Been going crazy looking for a plow for my 2005 tacoma double cab... been looking at the blizzard(3800+0, western suburban (3800+), snoways (5000+) and others.. somebody on the forum told me about the snowdogg... started looking into them and I’m very impressed with the plow and price.. could anyone who has one the MD let me know what you think of them. I was also looking for some pictures of the mounting brackets on the truck without the plow..and could anyone tell me how the tacoma handles with a 380 pound plow on the front. Thanks... any help would be greatly appreciated..


----------



## CarCrazed4Life (Dec 5, 2005)

I'd stay clear of Snowdogg... not too many happy customer that do more than just their driveway at which point invest in a snow blower.
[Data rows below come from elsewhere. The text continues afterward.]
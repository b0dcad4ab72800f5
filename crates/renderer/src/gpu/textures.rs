use image::imageops::flip_vertical_in_place;
use wgpu::util::{DeviceExt, TextureDataOrder};

use crate::engine::FrameError;
use crate::field::DisplacementField;
use crate::textures::DecodedImage;

const RGBA32F_BYTES_PER_TEXEL: u32 = 16;

/// An uploaded image together with the sampler the shader reads it with.
pub struct GpuImage {
    pub(crate) _texture: wgpu::Texture,
    pub view: wgpu::TextureView,
    pub sampler: wgpu::Sampler,
    pub width: u32,
    pub height: u32,
}

impl std::fmt::Debug for GpuImage {
    fn fmt(&self, f: &mut std::fmt::Formatter<'_>) -> std::fmt::Result {
        f.debug_struct("GpuImage")
            .field("width", &self.width)
            .field("height", &self.height)
            .finish()
    }
}

fn image_sampler(device: &wgpu::Device) -> wgpu::Sampler {
    device.create_sampler(&wgpu::SamplerDescriptor {
        label: Some("preview image sampler"),
        address_mode_u: wgpu::AddressMode::ClampToEdge,
        address_mode_v: wgpu::AddressMode::ClampToEdge,
        address_mode_w: wgpu::AddressMode::ClampToEdge,
        mag_filter: wgpu::FilterMode::Linear,
        min_filter: wgpu::FilterMode::Linear,
        mipmap_filter: wgpu::FilterMode::Nearest,
        ..Default::default()
    })
}

fn rgba8_texture(
    device: &wgpu::Device,
    queue: &wgpu::Queue,
    label: &str,
    width: u32,
    height: u32,
    data: &[u8],
) -> GpuImage {
    let texture = device.create_texture_with_data(
        queue,
        &wgpu::TextureDescriptor {
            label: Some(label),
            size: wgpu::Extent3d {
                width,
                height,
                depth_or_array_layers: 1,
            },
            mip_level_count: 1,
            sample_count: 1,
            dimension: wgpu::TextureDimension::D2,
            format: wgpu::TextureFormat::Rgba8UnormSrgb,
            usage: wgpu::TextureUsages::TEXTURE_BINDING | wgpu::TextureUsages::COPY_DST,
            view_formats: &[],
        },
        TextureDataOrder::LayerMajor,
        data,
    );
    let view = texture.create_view(&wgpu::TextureViewDescriptor::default());
    GpuImage {
        _texture: texture,
        view,
        sampler: image_sampler(device),
        width,
        height,
    }
}

/// Uploads a decoded image. Rows are flipped so `v = 0` is the bottom edge,
/// matching the quad's texture coordinates.
pub(crate) fn create_image_texture(
    device: &wgpu::Device,
    queue: &wgpu::Queue,
    image: &DecodedImage,
    max_dimension: u32,
) -> Result<GpuImage, FrameError> {
    let (width, height) = (image.width(), image.height());
    if width > max_dimension || height > max_dimension {
        return Err(FrameError::ImageTooLarge {
            width,
            height,
            limit: max_dimension,
        });
    }
    let mut pixels = image.pixels().clone();
    flip_vertical_in_place(&mut pixels);
    Ok(rgba8_texture(
        device,
        queue,
        "preview image texture",
        width,
        height,
        pixels.as_raw(),
    ))
}

/// 1x1 opaque white texture sampled while no image is active.
pub(crate) fn create_placeholder(device: &wgpu::Device, queue: &wgpu::Queue) -> GpuImage {
    rgba8_texture(
        device,
        queue,
        "placeholder image texture",
        1,
        1,
        &[255, 255, 255, 255],
    )
}

/// Float texture holding the displacement field, recreated when the grid
/// size changes and rewritten in place otherwise.
pub(crate) struct DisplacementTexture {
    texture: wgpu::Texture,
    pub view: wgpu::TextureView,
    pub sampler: wgpu::Sampler,
    size: u32,
}

impl DisplacementTexture {
    pub fn new(device: &wgpu::Device, size: u32) -> Self {
        let size = size.max(1);
        let texture = device.create_texture(&wgpu::TextureDescriptor {
            label: Some("displacement texture"),
            size: wgpu::Extent3d {
                width: size,
                height: size,
                depth_or_array_layers: 1,
            },
            mip_level_count: 1,
            sample_count: 1,
            dimension: wgpu::TextureDimension::D2,
            format: wgpu::TextureFormat::Rgba32Float,
            usage: wgpu::TextureUsages::TEXTURE_BINDING | wgpu::TextureUsages::COPY_DST,
            view_formats: &[],
        });
        let view = texture.create_view(&wgpu::TextureViewDescriptor::default());
        let sampler = device.create_sampler(&wgpu::SamplerDescriptor {
            label: Some("displacement sampler"),
            address_mode_u: wgpu::AddressMode::ClampToEdge,
            address_mode_v: wgpu::AddressMode::ClampToEdge,
            address_mode_w: wgpu::AddressMode::ClampToEdge,
            mag_filter: wgpu::FilterMode::Nearest,
            min_filter: wgpu::FilterMode::Nearest,
            mipmap_filter: wgpu::FilterMode::Nearest,
            ..Default::default()
        });
        Self {
            texture,
            view,
            sampler,
            size,
        }
    }

    pub fn size(&self) -> u32 {
        self.size
    }

    pub fn write(&self, queue: &wgpu::Queue, field: &DisplacementField) {
        let size = field.size() as u32;
        if size != self.size {
            tracing::warn!(
                texture = self.size,
                field = size,
                "displacement field size mismatch; skipping upload"
            );
            return;
        }
        let texels = field.to_rgba();
        queue.write_texture(
            wgpu::TexelCopyTextureInfo {
                texture: &self.texture,
                mip_level: 0,
                origin: wgpu::Origin3d::ZERO,
                aspect: wgpu::TextureAspect::All,
            },
            bytemuck::cast_slice(&texels),
            wgpu::TexelCopyBufferLayout {
                offset: 0,
                bytes_per_row: Some(size * RGBA32F_BYTES_PER_TEXEL),
                rows_per_image: Some(size),
            },
            wgpu::Extent3d {
                width: size,
                height: size,
                depth_or_array_layers: 1,
            },
        );
    }
}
for an 05 Taco, look at a Snoway with DP or the Blizzard. Both are lighter, but the snoway offers DP which helps a little.

Overall Snoway has had alot of issues on this site due to its mega blade which has tarnished its reputation and I would steer clear of them. But I still use a snoway on my dakota as its the best blade out there.

http://cgi.ebay.com/ebaymotors/ws/eBayISAPI.dll?ViewItem&item=110497875660
Thats a used one. I'd say Basher is your bet if your in SE PA. His price is all inclusive, some of the estimates I had for other brands weren't, so you want to make sure you are comparing apples to apples.


----------